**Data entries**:
=== Begin Enclosure ===

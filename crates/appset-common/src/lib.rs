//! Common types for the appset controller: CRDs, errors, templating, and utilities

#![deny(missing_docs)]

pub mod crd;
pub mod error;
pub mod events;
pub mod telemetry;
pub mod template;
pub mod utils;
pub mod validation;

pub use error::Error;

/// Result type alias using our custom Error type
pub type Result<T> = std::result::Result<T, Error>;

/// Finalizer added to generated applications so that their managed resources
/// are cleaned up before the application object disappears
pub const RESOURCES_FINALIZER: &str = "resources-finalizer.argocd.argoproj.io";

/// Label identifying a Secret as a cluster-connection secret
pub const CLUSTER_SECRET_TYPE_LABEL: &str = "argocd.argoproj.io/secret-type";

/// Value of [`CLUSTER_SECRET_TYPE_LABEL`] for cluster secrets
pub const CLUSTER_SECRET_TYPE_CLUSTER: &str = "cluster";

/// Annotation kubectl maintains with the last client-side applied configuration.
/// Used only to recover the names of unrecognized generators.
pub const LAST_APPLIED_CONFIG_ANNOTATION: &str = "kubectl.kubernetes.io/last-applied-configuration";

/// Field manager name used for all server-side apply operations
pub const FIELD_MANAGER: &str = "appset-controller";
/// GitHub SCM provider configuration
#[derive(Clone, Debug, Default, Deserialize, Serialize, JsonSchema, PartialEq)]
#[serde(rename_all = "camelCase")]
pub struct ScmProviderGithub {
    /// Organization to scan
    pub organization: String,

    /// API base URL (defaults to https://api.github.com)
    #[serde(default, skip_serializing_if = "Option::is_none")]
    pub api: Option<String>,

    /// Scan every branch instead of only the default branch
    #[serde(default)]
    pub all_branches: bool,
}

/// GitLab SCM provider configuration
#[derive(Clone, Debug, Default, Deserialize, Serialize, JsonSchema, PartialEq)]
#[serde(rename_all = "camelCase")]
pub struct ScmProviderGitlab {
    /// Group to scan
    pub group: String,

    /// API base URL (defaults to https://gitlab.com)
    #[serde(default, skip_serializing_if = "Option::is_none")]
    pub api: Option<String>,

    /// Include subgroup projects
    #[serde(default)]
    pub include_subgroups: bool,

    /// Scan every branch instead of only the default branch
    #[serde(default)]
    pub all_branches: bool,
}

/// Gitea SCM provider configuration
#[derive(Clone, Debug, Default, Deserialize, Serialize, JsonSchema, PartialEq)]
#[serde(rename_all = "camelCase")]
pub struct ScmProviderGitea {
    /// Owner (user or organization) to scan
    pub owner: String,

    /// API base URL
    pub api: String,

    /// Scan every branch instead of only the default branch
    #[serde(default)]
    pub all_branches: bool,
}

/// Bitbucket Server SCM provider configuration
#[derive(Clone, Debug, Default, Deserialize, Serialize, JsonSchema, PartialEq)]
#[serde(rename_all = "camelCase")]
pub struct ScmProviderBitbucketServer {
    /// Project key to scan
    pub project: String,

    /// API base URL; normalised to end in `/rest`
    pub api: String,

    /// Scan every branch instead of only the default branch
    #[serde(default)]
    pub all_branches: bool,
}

=== End Enclosure ===
=== Begin Enclosure ===

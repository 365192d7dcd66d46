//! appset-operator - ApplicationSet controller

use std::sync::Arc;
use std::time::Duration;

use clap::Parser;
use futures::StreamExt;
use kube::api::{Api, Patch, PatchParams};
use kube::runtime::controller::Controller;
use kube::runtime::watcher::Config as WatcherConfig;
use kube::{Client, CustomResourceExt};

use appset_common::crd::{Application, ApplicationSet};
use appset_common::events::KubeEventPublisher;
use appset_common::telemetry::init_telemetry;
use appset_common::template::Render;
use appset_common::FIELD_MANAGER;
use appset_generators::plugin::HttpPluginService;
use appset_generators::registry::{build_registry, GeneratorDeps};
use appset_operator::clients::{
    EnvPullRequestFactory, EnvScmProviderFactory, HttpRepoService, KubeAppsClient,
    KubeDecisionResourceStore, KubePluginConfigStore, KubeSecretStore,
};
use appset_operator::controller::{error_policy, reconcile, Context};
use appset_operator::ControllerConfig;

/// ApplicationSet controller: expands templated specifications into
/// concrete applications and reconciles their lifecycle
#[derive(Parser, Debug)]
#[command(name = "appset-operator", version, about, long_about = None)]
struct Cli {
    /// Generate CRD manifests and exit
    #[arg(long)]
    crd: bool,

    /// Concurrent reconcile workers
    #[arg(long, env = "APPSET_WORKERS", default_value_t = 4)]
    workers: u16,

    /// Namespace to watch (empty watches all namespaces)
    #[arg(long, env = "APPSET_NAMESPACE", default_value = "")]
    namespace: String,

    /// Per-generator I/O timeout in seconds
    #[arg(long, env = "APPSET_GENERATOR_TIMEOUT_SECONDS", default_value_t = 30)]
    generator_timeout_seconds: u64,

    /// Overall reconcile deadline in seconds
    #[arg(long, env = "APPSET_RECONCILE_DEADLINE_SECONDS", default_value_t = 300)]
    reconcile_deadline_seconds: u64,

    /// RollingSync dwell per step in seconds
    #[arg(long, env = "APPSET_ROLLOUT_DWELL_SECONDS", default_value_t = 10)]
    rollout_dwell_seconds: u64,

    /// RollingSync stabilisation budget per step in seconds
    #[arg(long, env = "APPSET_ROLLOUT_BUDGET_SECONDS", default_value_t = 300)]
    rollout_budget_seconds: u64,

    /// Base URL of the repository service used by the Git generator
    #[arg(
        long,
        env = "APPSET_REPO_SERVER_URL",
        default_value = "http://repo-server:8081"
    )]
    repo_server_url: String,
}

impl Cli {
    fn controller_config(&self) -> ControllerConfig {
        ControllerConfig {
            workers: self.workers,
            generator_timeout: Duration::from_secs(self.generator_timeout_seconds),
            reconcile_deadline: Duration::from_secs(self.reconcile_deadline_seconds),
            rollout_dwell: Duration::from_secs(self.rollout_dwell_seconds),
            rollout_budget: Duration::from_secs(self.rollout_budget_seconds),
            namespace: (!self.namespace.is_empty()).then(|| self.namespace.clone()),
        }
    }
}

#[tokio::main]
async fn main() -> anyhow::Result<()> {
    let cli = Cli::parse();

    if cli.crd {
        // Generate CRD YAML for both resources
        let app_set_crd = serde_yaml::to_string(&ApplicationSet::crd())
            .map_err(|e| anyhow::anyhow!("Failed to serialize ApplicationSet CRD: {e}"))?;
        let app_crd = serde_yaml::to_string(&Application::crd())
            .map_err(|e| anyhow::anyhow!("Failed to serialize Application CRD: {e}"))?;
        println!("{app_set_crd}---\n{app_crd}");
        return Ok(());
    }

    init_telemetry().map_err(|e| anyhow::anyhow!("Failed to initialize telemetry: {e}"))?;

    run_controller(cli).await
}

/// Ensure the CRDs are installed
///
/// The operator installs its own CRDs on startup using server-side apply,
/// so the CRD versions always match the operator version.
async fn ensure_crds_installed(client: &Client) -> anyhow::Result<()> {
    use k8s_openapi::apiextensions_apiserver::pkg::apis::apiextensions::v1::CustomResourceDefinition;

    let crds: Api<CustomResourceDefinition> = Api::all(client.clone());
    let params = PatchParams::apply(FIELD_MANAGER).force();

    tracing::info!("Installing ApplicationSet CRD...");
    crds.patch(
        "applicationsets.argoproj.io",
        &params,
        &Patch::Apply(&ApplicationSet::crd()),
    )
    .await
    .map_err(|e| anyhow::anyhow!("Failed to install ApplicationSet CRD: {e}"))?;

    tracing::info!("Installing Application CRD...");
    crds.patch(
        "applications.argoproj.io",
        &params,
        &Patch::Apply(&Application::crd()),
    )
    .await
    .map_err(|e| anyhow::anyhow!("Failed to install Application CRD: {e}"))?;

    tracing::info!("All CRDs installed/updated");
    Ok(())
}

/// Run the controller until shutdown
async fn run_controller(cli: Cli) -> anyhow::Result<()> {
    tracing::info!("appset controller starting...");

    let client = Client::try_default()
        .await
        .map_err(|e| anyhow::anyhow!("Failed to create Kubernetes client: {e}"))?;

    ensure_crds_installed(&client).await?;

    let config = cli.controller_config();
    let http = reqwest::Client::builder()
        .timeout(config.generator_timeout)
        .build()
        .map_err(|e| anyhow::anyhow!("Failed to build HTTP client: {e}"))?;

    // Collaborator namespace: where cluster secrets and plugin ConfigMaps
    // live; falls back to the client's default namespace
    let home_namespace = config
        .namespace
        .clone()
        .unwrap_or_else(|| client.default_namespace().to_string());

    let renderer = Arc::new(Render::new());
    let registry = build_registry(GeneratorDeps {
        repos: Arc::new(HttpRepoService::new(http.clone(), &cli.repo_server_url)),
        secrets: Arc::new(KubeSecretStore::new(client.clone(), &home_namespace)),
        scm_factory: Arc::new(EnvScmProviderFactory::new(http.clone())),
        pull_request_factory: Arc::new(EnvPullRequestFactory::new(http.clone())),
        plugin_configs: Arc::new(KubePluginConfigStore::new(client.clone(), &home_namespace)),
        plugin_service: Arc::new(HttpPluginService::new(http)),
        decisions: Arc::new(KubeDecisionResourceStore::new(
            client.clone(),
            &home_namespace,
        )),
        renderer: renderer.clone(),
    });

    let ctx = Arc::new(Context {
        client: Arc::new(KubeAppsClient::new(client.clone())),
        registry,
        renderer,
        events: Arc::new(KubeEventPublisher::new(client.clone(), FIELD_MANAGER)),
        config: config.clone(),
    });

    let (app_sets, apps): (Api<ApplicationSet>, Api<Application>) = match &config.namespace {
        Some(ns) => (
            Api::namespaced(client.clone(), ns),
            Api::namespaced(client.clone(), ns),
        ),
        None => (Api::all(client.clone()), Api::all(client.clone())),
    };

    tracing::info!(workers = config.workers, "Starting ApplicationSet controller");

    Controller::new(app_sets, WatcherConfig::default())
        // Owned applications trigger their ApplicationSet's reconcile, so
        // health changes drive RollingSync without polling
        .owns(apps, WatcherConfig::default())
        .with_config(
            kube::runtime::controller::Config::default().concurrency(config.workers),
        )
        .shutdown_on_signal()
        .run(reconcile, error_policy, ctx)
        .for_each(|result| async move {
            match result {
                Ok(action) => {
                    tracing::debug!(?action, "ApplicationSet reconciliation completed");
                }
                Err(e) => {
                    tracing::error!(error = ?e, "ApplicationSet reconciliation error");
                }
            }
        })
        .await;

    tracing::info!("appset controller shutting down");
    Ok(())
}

=== End Enclosure ===

**PROBLEM REQUIREMENTS**: Search the records for the string "info" and, wherever a line contains it, please copy that line.

**ANSWER BOX**:
    tracing::info!("Installing ApplicationSet CRD...");
    tracing::info!("Installing Application CRD...");
    tracing::info!("All CRDs installed/updated");
    tracing::info!("appset controller starting...");
    tracing::info!(workers = config.workers, "Starting ApplicationSet controller");
    tracing::info!("appset controller shutting down");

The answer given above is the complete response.